We took the car to his birthplace. It would have been good to do the walk, especially as it was a lovely day, but it was now late morning and lunch was competing with our Leonardo appreciation. In truth there is little to see. A villa near the birthplace has installed an 'impossible gallery' featuring computer generated images of Leonardo's most famous paintings. It's an interesting idea, and certainly looking at the background landscapes of pictures like the Virgin of the Rocks, with their mysterious rock formations and fantastical cascades, articulated by Leonardo using his famed sfumato technique, you sense in the penumbral gloom the sense of a unifying force in nature that lies at the heart of his genius. In a way I think this virtual collection misses a trick. It would have been so easy to provide the viewer with the facility to enhance the computer generated images to provide an approximation of what the pictures may have looked like when Leonardo painted them. To see the Last Supper restored to its original glory would be something indeed, and quite possible with today's imaging technology.

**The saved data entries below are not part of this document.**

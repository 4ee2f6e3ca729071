//! Link registry
//!
//! The registry is the only writer of link state. It validates requests,
//! allocates codes (caller-supplied or generated with a bounded number of
//! attempts), resolves codes for redirects and feeds the global counters.

pub mod error;
pub mod validation;

use std::sync::Arc;
use tracing::{debug, info, warn};

use crate::codegen::CodeGenerator;
use crate::models::LinkRecord;
use crate::stats::StatsAggregator;
use crate::storage::{MemoryStorage, Storage, StorageError};

pub use error::{RegistryError, RegistryResult};
pub use validation::{
    validate_short_code, validate_url, CodeValidationError, UrlValidationError,
    MAX_SHORT_CODE_LENGTH, MAX_URL_LENGTH,
};

pub struct LinkRegistry {
    storage: Arc<dyn Storage>,
    stats: Arc<StatsAggregator>,
    generator: CodeGenerator,
}

impl LinkRegistry {
    pub fn new(
        storage: Arc<dyn Storage>,
        stats: Arc<StatsAggregator>,
        generator: CodeGenerator,
    ) -> Self {
        Self {
            storage,
            stats,
            generator,
        }
    }

    /// Registry over a fresh in-memory store with its own counters
    pub fn in_memory(generator: CodeGenerator) -> Self {
        Self::new(
            Arc::new(MemoryStorage::new()),
            Arc::new(StatsAggregator::new()),
            generator,
        )
    }

    pub fn stats(&self) -> &Arc<StatsAggregator> {
        &self.stats
    }

    /// Create a link for `original_url`, under `requested_code` if given,
    /// otherwise under a generated code.
    pub async fn create(
        &self,
        original_url: &str,
        requested_code: Option<&str>,
    ) -> RegistryResult<LinkRecord> {
        validate_url(original_url)?;

        let record = match requested_code {
            Some(code) => self.insert_requested(original_url, code).await?,
            None => self.insert_generated(original_url).await?,
        };

        self.stats.record_link_created();
        info!(short_code = %record.short_code, "created short link");

        Ok(record)
    }

    async fn insert_requested(&self, original_url: &str, code: &str) -> RegistryResult<LinkRecord> {
        validate_short_code(code)?;

        match self.storage.insert(LinkRecord::new(code, original_url)).await {
            Ok(record) => Ok(record),
            Err(StorageError::Conflict) => Err(RegistryError::CodeTaken(code.to_string())),
            Err(StorageError::Other(e)) => Err(RegistryError::Storage(e)),
        }
    }

    async fn insert_generated(&self, original_url: &str) -> RegistryResult<LinkRecord> {
        let max_attempts = self.generator.max_attempts();

        for attempt in 0..max_attempts {
            let code = self.generator.candidate(original_url, attempt);
            match self.storage.insert(LinkRecord::new(code, original_url)).await {
                Ok(record) => return Ok(record),
                Err(StorageError::Conflict) => {
                    debug!(attempt, "generated short code collided, retrying");
                }
                Err(StorageError::Other(e)) => return Err(RegistryError::Storage(e)),
            }
        }

        warn!(
            attempts = max_attempts,
            "could not find a free short code within the attempt limit"
        );
        Err(RegistryError::GenerationExhausted {
            attempts: max_attempts,
        })
    }

    /// Count one click on `short_code` and return the updated record
    pub async fn resolve(&self, short_code: &str) -> RegistryResult<LinkRecord> {
        match self.storage.increment_clicks(short_code).await? {
            Some(record) => {
                self.stats.record_click();
                debug!(short_code = %short_code, clicks = record.clicks, "resolved short link");
                Ok(record)
            }
            None => Err(RegistryError::NotFound(short_code.to_string())),
        }
    }

    /// Current record for `short_code`; never changes the click count
    pub async fn lookup(&self, short_code: &str) -> RegistryResult<LinkRecord> {
        self.storage
            .get(short_code)
            .await?
            .ok_or_else(|| RegistryError::NotFound(short_code.to_string()))
    }
}

#[cfg(test)]
mod tests {
    use super::*;
    use crate::codegen::{CodeStrategy, DEFAULT_CODE_LENGTH, DEFAULT_MAX_ATTEMPTS};
    use std::collections::HashSet;

    fn registry() -> LinkRegistry {
        LinkRegistry::in_memory(CodeGenerator::default())
    }

    #[tokio::test]
    async fn test_custom_code_round_trip() {
        let registry = registry();

        let created = registry
            .create("https://example.com", Some("my-link"))
            .await
            .unwrap();
        assert_eq!(created.short_code, "my-link");
        assert_eq!(created.clicks, 0);

        let resolved = registry.resolve("my-link").await.unwrap();
        assert_eq!(resolved.original_url, "https://example.com");
        assert_eq!(resolved.clicks, 1);
        assert_eq!(resolved.created_at, created.created_at);
    }

    #[tokio::test]
    async fn test_custom_code_taken() {
        let registry = registry();

        registry
            .create("https://example.com/a", Some("dup"))
            .await
            .unwrap();
        let err = registry
            .create("https://example.com/b", Some("dup"))
            .await
            .unwrap_err();

        assert!(matches!(err, RegistryError::CodeTaken(ref code) if code == "dup"));
        assert_eq!(
            registry.lookup("dup").await.unwrap().original_url,
            "https://example.com/a"
        );
    }

    #[tokio::test]
    async fn test_invalid_custom_code() {
        let registry = registry();

        let err = registry
            .create("https://example.com", Some("bad code!"))
            .await
            .unwrap_err();
        assert!(matches!(
            err,
            RegistryError::InvalidCode(CodeValidationError::InvalidCharacter { .. })
        ));

        let err = registry
            .create("https://example.com", Some(""))
            .await
            .unwrap_err();
        assert!(matches!(err, RegistryError::InvalidCode(CodeValidationError::Empty)));
    }

    #[tokio::test]
    async fn test_invalid_url_is_checked_before_code() {
        let registry = registry();

        let err = registry.create("not a url", Some("fine")).await.unwrap_err();
        assert!(matches!(err, RegistryError::InvalidUrl(UrlValidationError::Malformed)));
        assert!(matches!(
            registry.lookup("fine").await,
            Err(RegistryError::NotFound(_))
        ));
    }

    #[tokio::test]
    async fn test_url_without_authority_is_not_stored() {
        let registry = registry();

        let inputs = [
            "http:example.com",
            "https:/example.com",
            "https:\\\\example.com\\x",
            " https://example.com",
        ];
        for (i, url) in inputs.into_iter().enumerate() {
            let code = format!("c{i}");
            let err = registry.create(url, Some(code.as_str())).await.unwrap_err();
            assert!(matches!(err, RegistryError::InvalidUrl(_)), "{url:?} was accepted");
            assert!(matches!(
                registry.lookup(&code).await,
                Err(RegistryError::NotFound(_))
            ));
        }

        assert_eq!(registry.stats().snapshot().total_links_created, 0);
    }

    #[tokio::test]
    async fn test_resolve_unknown_code() {
        let registry = registry();
        let err = registry.resolve("nonexistent").await.unwrap_err();
        assert!(matches!(err, RegistryError::NotFound(ref code) if code == "nonexistent"));
        assert_eq!(registry.stats().snapshot().total_clicks, 0);
    }

    #[tokio::test]
    async fn test_generated_codes_are_unique() {
        let registry = registry();

        let mut codes = HashSet::new();
        for i in 0..500 {
            let record = registry
                .create(&format!("https://example.com/{i}"), None)
                .await
                .unwrap();
            assert_eq!(record.short_code.len(), DEFAULT_CODE_LENGTH);
            assert!(validate_short_code(&record.short_code).is_ok());
            assert!(codes.insert(record.short_code));
        }
    }

    #[tokio::test]
    async fn test_lookup_does_not_count_clicks() {
        let registry = registry();
        registry
            .create("https://example.com", Some("peek"))
            .await
            .unwrap();

        for _ in 0..10 {
            assert_eq!(registry.lookup("peek").await.unwrap().clicks, 0);
        }
        registry.resolve("peek").await.unwrap();
        registry.resolve("peek").await.unwrap();

        assert_eq!(registry.lookup("peek").await.unwrap().clicks, 2);
        assert_eq!(registry.stats().snapshot().total_clicks, 2);
    }

    #[tokio::test]
    async fn test_failed_creates_are_not_counted() {
        let registry = registry();

        registry.create("https://example.com", None).await.unwrap();
        registry
            .create("https://example.com", Some("taken"))
            .await
            .unwrap();
        let _ = registry.create("https://example.com", Some("taken")).await;
        let _ = registry.create("nope", None).await;
        let _ = registry.create("https://example.com", Some("no spaces")).await;

        assert_eq!(registry.stats().snapshot().total_links_created, 2);
    }

    #[tokio::test]
    async fn test_generation_exhausted() {
        // Single-character codes leave only 62 possibilities
        let registry = LinkRegistry::in_memory(CodeGenerator::new(CodeStrategy::Random, 1, 5));
        let alphabet = ('a'..='z').chain('A'..='Z').chain('0'..='9');
        for ch in alphabet {
            registry
                .create("https://example.com", Some(ch.to_string().as_str()))
                .await
                .unwrap();
        }

        let err = registry.create("https://example.com", None).await.unwrap_err();
        assert!(matches!(err, RegistryError::GenerationExhausted { attempts: 5 }));
        assert_eq!(registry.stats().snapshot().total_links_created, 62);
    }

    #[tokio::test]
    async fn test_content_strategy_is_deterministic_then_retries() {
        let generator = CodeGenerator::new(CodeStrategy::Content, 6, DEFAULT_MAX_ATTEMPTS);
        let registry = LinkRegistry::in_memory(generator.clone());
        let url = "https://example.com/article";

        let first = registry.create(url, None).await.unwrap();
        assert_eq!(first.short_code, crate::codegen::generate_from_content(url));

        let second = registry.create(url, None).await.unwrap();
        assert_eq!(second.short_code, generator.candidate(url, 1));
        assert_ne!(first.short_code, second.short_code);
    }

    #[tokio::test]
    async fn test_content_strategy_exhausted() {
        let generator = CodeGenerator::new(CodeStrategy::Content, 6, 3);
        let registry = LinkRegistry::in_memory(generator.clone());
        let url = "https://example.com/popular";

        for attempt in 0..3 {
            registry
                .create("https://example.com/other", Some(generator.candidate(url, attempt).as_str()))
                .await
                .unwrap();
        }

        let err = registry.create(url, None).await.unwrap_err();
        assert!(matches!(err, RegistryError::GenerationExhausted { attempts: 3 }));
    }
}
use crate::models::LinkRecord;
use anyhow::Result;
use async_trait::async_trait;
use thiserror::Error;

#[derive(Debug, Error)]
pub enum StorageError {
    #[error("short code already exists")]
    Conflict,
    #[error(transparent)]
    Other(#[from] anyhow::Error),
}

pub type StorageResult<T> = Result<T, StorageError>;

#[async_trait]
pub trait Storage: Send + Sync {
    /// Insert a record unless its short code is already present.
    ///
    /// The presence check and the insert are a single atomic step: of two
    /// concurrent inserts with the same code, exactly one succeeds and the
    /// other gets [`StorageError::Conflict`].
    async fn insert(&self, record: LinkRecord) -> StorageResult<LinkRecord>;

    /// Get a record by short code without touching its click count
    async fn get(&self, short_code: &str) -> Result<Option<LinkRecord>>;

    /// Atomically add one click and return the updated record,
    /// or `None` if the code is unknown
    async fn increment_clicks(&self, short_code: &str) -> Result<Option<LinkRecord>>;
}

As for the birthplace itself, perhaps its location deep in the peaceful Tuscan countryside is its most memorable aspect. The explanation of how 19th century scholarship re-discovered Leonardo's family tree, and the actual building where he was born is really only of academic interest. Beyond the dry factual information, I began to wonder if the way Nature envelopes and defines human existence, something that you sense in both Shakespeare and Leonardo was the result of them both growing up in the countryside rather than a city; I found myself thinking of them as Prosperos, each masters of inner magical islands beyond the ken of we mere mortals.